Comme d’autres marchands, Paolo exhorte à l’effort. Seul ce dernier justifie l’accumulation financière, les hypothétiques héritages ne venant que par surcroît. L’un des mots-clés de son livre est « laborieux », repris par « persévérant » et « diligent51 ». L’opulence récompense le dur labeur, mais elle ne doit jamais être considérée comme acquise définitivement car les dangers sont multiples.
La prudence voire la défiance doivent être cultivées afin d’éviter la ruine. Il convient ainsi de ne pas sortir la nuit, de ne pas fréquenter les prostituées, de fuir les hérétiques, les incendies… Il faut aussi faire preuve de discrétion dans la mesure où la renommée, essentielle pour la confiance dans les affaires, en dépend. En outre, chaque confrère est perçu comme un concurrent et chaque collaborateur peut s’avérer un espion à la solde de l’ennemi. La culture du secret et la crainte de la faillite entraînent Paolo vers l’égoïsme et même la lâcheté en fuyant les agitations et les querelles politiques52.
La troisième et dernière notion, la mesure, rejoint les préoccupations philosophiques classiques. Il s’agit, en toute occasion et à l’aide de sa raison, de trouver la juste mesure. Ainsi écrit-il que la colère est un dangereux péché, « car elle prive hommes et femmes de leur raison et ne leur laisse pas conscience de ce qu’ils font et disent. Et l’homme et la femme dépourvus de raison sont pareils aux bêtes53 ».
Une culture de la consommation
Nous avons vu plus haut que les épreuves de la fin du XIIIe siècle et au XIVe siècle ont suscité un sentiment de déclin chez les humanistes. Cependant, le développement économique des cités italiennes n’est pas interrompu au XIVe siècle par la peste noire54. La baisse démographique engendrée par l’épidémie favorise sur le long terme une augmentation des salaires55 et, globalement, elle n’entame pas la richesse accumulée au cours des siècles précédents : en Italie, le PIB par habitant progresse de 1350 jusqu’à la fin du XVe siècle56.
Sur le plan commercial, l’efficacité accrue du transport maritime entraîne, d’une part, une augmentation de la régularité et de la fréquence des trajets et, d’autre part, une diminution des coûts et des primes d’assurances57. Sur le plan financier, les banques tirent profit des besoins étatiques de financements. L’industrie textile, quant à elle, continue de prospérer dans l’aire méditerranéenne malgré la concurrence des pays du nord de l’Europe58 : de la laine meilleur marché est importée d’Espagne ; la soie se répand, ainsi que le coton ; des améliorations techniques continuent d’être apportées à la production59 ; de nouveaux marchés s’ouvrent à Naples et à Rome, dynamisés par des investissements étrangers60 ; au XVe siècle, le Proche-Orient lui aussi devient une source de débouchés.

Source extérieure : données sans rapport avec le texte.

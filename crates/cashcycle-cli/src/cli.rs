//! CLI argument definitions for cashcycle.
//!
//! # Commands
//!
//! | Command | Description |
//! |---------|-------------|
//! | `compute` | Run the ratio engine on figures given as flags |
//! | `metrics` | Fetch statements and compute metrics per symbol |
//! | `screen` | Batch-screen a ticker universe and export CSV |
//! | `prices` | Fetch a daily price series |
//! | `universe` | List the tickers a selection resolves to |
//!
//! # Global Options
//!
//! | Option | Default | Description |
//! |--------|---------|-------------|
//! | `--format` | `table` | Output format (table, json, csv) |
//! | `--pretty` | `false` | Pretty-print JSON output |
//! | `--strict` | `false` | Treat warnings and errors as failures |
//! | `--period` | `annual` | Reporting period (annual, quarterly) |
//! | `--api-key` | env | Alpha Vantage API key |
//! | `--timeout-ms` | env or `5000` | Request timeout in ms |
//! | `-v` | off | Log verbosity, repeatable |
//!
//! # Examples
//!
//! ```bash
//! cashcycle compute --revenue 1000 --cogs 600 --receivables 200 --inventory 150 --payables 100
//! cashcycle metrics IBM AAPL --period quarterly
//! cashcycle screen --sp500 --limit 20 --output ccc.csv -v
//! cashcycle prices IBM --limit 5 --format json --pretty
//! ```

use std::path::PathBuf;

use clap::{ArgAction, Args, Parser, Subcommand, ValueEnum};

use cashcycle_core::{ReportingPeriod, DEFAULT_EXPORT_FILE};

/// Working-capital ratios (DPO, DIO, DSO, CCC) from Alpha Vantage statements.
#[derive(Debug, Parser)]
#[command(
    name = "cashcycle",
    author,
    version,
    about = "Working-capital ratio screener",
    long_about = "cashcycle fetches balance sheets and income statements from Alpha Vantage \
and computes days payable outstanding, days inventory outstanding, days sales outstanding \
and the cash conversion cycle.\n\
\n\
The API key is read from --api-key, CASHCYCLE_ALPHAVANTAGE_API_KEY or ALPHAVANTAGE_API_KEY \
(a .env file is honoured). Without one the 'demo' key is used, which only serves IBM."
)]
pub struct Cli {
    /// Output format for results.
    #[arg(long, global = true, value_enum, default_value_t = OutputFormat::Table)]
    pub format: OutputFormat,

    /// Pretty-print JSON output with indentation.
    #[arg(long, global = true, default_value_t = false)]
    pub pretty: bool,

    /// Treat warnings and errors as failures (exit code 5).
    #[arg(long, global = true, default_value_t = false)]
    pub strict: bool,

    /// Reporting period whose latest report is used.
    #[arg(long, global = true, default_value_t = ReportingPeriod::Annual)]
    pub period: ReportingPeriod,

    /// Alpha Vantage API key; overrides the environment.
    #[arg(long, global = true)]
    pub api_key: Option<String>,

    /// Per-request timeout in milliseconds; overrides the environment.
    #[arg(long, global = true)]
    pub timeout_ms: Option<u64>,

    /// Increase log verbosity (-v info, -vv debug). RUST_LOG takes precedence.
    #[arg(short, long, global = true, action = ArgAction::Count)]
    pub verbose: u8,

    #[command(subcommand)]
    pub command: Command,
}

/// Output format options.
#[derive(Debug, Clone, Copy, PartialEq, Eq, ValueEnum)]
pub enum OutputFormat {
    /// Aligned columns for terminal display.
    Table,
    /// Single JSON envelope.
    Json,
    /// Comma-separated rows with a header.
    Csv,
}

/// Available CLI commands.
#[derive(Debug, Subcommand)]
pub enum Command {
    /// Compute metrics from figures given on the command line.
    ///
    /// Omitted figures count as missing. No network access.
    ///
    ///   cashcycle compute --revenue 1000 --cogs 600 --receivables 200 --inventory 150 --payables 100
    Compute(ComputeArgs),

    /// Fetch the latest statements and compute metrics for each symbol.
    ///
    /// Undefined metrics are shown as N/A.
    ///
    ///   cashcycle metrics IBM
    ///   cashcycle metrics AAPL MSFT --period quarterly
    Metrics(MetricsArgs),

    /// Screen a ticker universe and write the complete rows to CSV.
    ///
    /// Tickers with missing figures or undefined metrics are skipped.
    ///
    ///   cashcycle screen --sp500
    ///   cashcycle screen --symbols IBM,AAPL --output ccc.csv
    Screen(ScreenArgs),

    /// Fetch the most recent daily prices for a symbol.
    ///
    ///   cashcycle prices IBM --limit 10
    Prices(PricesArgs),

    /// List the tickers a selection resolves to.
    ///
    ///   cashcycle universe --sp500 --limit 25
    Universe(UniverseArgs),
}

#[derive(Debug, Args)]
pub struct ComputeArgs {
    /// Total revenue.
    #[arg(long, allow_hyphen_values = true)]
    pub revenue: Option<f64>,

    /// Cost of goods sold (cost of revenue).
    #[arg(long, allow_hyphen_values = true)]
    pub cogs: Option<f64>,

    /// Accounts receivable.
    #[arg(long, allow_hyphen_values = true)]
    pub receivables: Option<f64>,

    /// Inventory.
    #[arg(long, allow_hyphen_values = true)]
    pub inventory: Option<f64>,

    /// Accounts payable.
    #[arg(long, allow_hyphen_values = true)]
    pub payables: Option<f64>,
}

#[derive(Debug, Args)]
pub struct MetricsArgs {
    /// One or more ticker symbols.
    #[arg(required = true, num_args = 1..)]
    pub symbols: Vec<String>,
}

/// Where the tickers come from; exactly one is required.
#[derive(Debug, Args)]
#[group(required = true, multiple = false)]
pub struct TickerSelection {
    /// Comma-separated symbols.
    #[arg(long, value_delimiter = ',')]
    pub symbols: Vec<String>,

    /// File with one symbol per line, or CSV with a Symbol column.
    #[arg(long)]
    pub tickers_file: Option<PathBuf>,

    /// Current S&P 500 constituents from Wikipedia.
    #[arg(long)]
    pub sp500: bool,
}

#[derive(Debug, Args)]
pub struct ScreenArgs {
    #[command(flatten)]
    pub tickers: TickerSelection,

    /// Process at most this many tickers.
    #[arg(long)]
    pub limit: Option<usize>,

    /// CSV file to write.
    #[arg(long, default_value = DEFAULT_EXPORT_FILE)]
    pub output: PathBuf,

    /// Keep tickers whose metrics are only partly defined.
    #[arg(long, default_value_t = false)]
    pub include_partial: bool,
}

#[derive(Debug, Args)]
pub struct PricesArgs {
    /// Ticker symbol.
    pub symbol: String,

    /// Number of most recent trading days.
    #[arg(long, default_value_t = 30)]
    pub limit: usize,
}

#[derive(Debug, Args)]
pub struct UniverseArgs {
    #[command(flatten)]
    pub tickers: TickerSelection,

    /// List at most this many tickers.
    #[arg(long)]
    pub limit: Option<usize>,
}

La richesse produite, considérée de façon plus positive comme nous l’avons souligné, contribue, selon les termes de Richard A. Goldthwaite61, à la naissance d’une véritable « culture de la consommation », culture qui concilie religion et préoccupations matérielles. La preuve en est qu’une large part de cette consommation provient soit directement des besoins du culte, soit des formes d’expression artistique associées à celui-ci62. En effet, l’urbanisation s’accompagne, à partir du XIIe siècle, de constructions de cathédrales et de monastères. De nouveaux ordres (Fransiscains, Dominicains, Carmélites, Servites, Ordre de saint Augustin) éclosent et s’agrandissent rapidement, les ordres mendiants s’impliquant dans la vie laïque. L’incorporation des femmes dans les structures ecclésiales constitue l’un des événements majeurs de la vie urbaine du haut Moyen Âge. En outre, avec l’extension des villes, le culte se laïcise en partie au travers de chapelles ou de pièces dédiées dans les habitations.

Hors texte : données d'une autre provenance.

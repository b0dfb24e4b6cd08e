mod cli;
mod commands;
mod error;
mod output;

use clap::Parser;
use std::process::ExitCode;
use tracing_subscriber::EnvFilter;

use crate::cli::Cli;
use crate::error::CliError;

#[tokio::main]
async fn main() -> ExitCode {
    dotenvy::dotenv().ok();
    let cli = Cli::parse();
    init_tracing(cli.verbose);

    match run(&cli).await {
        Ok(code) => code,
        Err(error) => {
            eprintln!("error: {error}");
            ExitCode::from(error.exit_code())
        }
    }
}

/// Logs go to stderr; `RUST_LOG` wins over `-v`.
fn init_tracing(verbosity: u8) {
    let default_level = match verbosity {
        0 => "warn",
        1 => "info",
        _ => "debug",
    };
    let filter =
        EnvFilter::try_from_default_env().unwrap_or_else(|_| EnvFilter::new(default_level));

    tracing_subscriber::fmt()
        .with_env_filter(filter)
        .with_writer(std::io::stderr)
        .with_target(false)
        .init();
}

async fn run(cli: &Cli) -> Result<ExitCode, CliError> {
    let envelope = commands::run(cli).await?;
    let rendered = output::render(&envelope, cli.format, cli.pretty)?;
    println!("{}", rendered.trim_end());

    if cli.strict && (!envelope.meta.warnings.is_empty() || !envelope.errors.is_empty()) {
        return Err(CliError::StrictModeViolation {
            warning_count: envelope.meta.warnings.len(),
            error_count: envelope.errors.len(),
        });
    }

    if !envelope.errors.is_empty() {
        return Ok(ExitCode::from(3));
    }

    Ok(ExitCode::SUCCESS)
}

Tous ces développements se poursuivent aux XIVe et XVe siècles. Ils alimentent la demande de biens liturgiques, c’est-à-dire d’objets servant au culte, public ou privé, comme les autels, les pupitres, les cloches, les calices, les patènes, les paniers, les bougies, les crucifix, les encensoirs, les vêtements de celles et ceux qui officient… Il convient d’ajouter des pratiques comme celle des indulgences ou le culte des saints, qui ont apporté leur pierre à la demande de biens matériels religieux.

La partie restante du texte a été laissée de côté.